Bison Mummy Found Frozen In Siberia Dates Back 9,000 Years

Scientists Buzzing About 9,300-Year-Old Frozen Mummy

Researchers are expressing astonishment over the mummified remains of an extinct bison discovered recently in eastern Siberia, and no wonder: the 9,300-year-old mummy has been so well preserved by the region's cold weather that its brain, heart, blood vessels, digestive system and even its fur are intact.

“The exceptionally good preservation of the Yukagir bison mummy allows direct anatomical comparisons with modern species of bison and cattle, as well as with extinct species of bison that were gone at the Pleistocene-Holocene boundary,” Evgeny Maschenko, a researcher at the Paleontological Institute in Moscow and a member of the team that's studying the mummy, said in a written statement.

(Story continues below images.)
siberian mummy
The Yukagir bison and the research team that examined it

siberian bison scan
A scan of the bison's skull showing an intact brain.

bison wrap
Researchers preparing the Yukagir Bison for the necropsy

The mummy is of an extinct Steppe bison (Bison priscus), a species that went extinct shortly after the end of the Ice Age.

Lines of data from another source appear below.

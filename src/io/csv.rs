use std::io::{self, Write};
use std::path::Path;

use crate::sim::RunResult;

/// Write a run's global trajectory as CSV.
///
/// Columns: time, one per state component (named by `columns`), phase.
/// The initial state at t = 0 is tagged with phase 0.
pub fn write_trajectory<W: Write, const N: usize>(
    writer: &mut W,
    columns: &[&str; N],
    result: &RunResult<N>,
) -> io::Result<()> {
    writeln!(writer, "time,{},phase", columns.join(","))?;

    let phases = result.sample_phases();
    for ((t, s), phase) in result.global_times.iter().zip(&result.global_states).zip(phases) {
        write!(writer, "{:.4}", t)?;
        for v in s.iter() {
            write!(writer, ",{:.4}", v)?;
        }
        writeln!(writer, ",{}", phase)?;
    }

    Ok(())
}

/// Write a run's trajectory to a CSV file at the given path.
pub fn write_trajectory_file<P: AsRef<Path>, const N: usize>(
    path: P,
    columns: &[&str; N],
    result: &RunResult<N>,
) -> io::Result<()> {
    let mut file = io::BufWriter::new(std::fs::File::create(path)?);
    write_trajectory(&mut file, columns, result)?;
    file.flush()
}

The researchers -- who presented their findings this week at the annual meeting of the Society of Vertebrate Paleontology -- said they hadn't yet determined what killed the bison but said the lack of abdominal fat suggests the animal died from starvation.

This isn't the first time that the remains of a prehistoric bison have thrilled scientists. In 2012, two University of Alaska researchers found an almost complete skeleton of a Steppe bison that died about 40,000 years ago.

“This is the kind of thing we’ve always dreamed about finding,” researcher Pam Groves told the Alaska Dispatch News last year.

Looks like another dream just came true.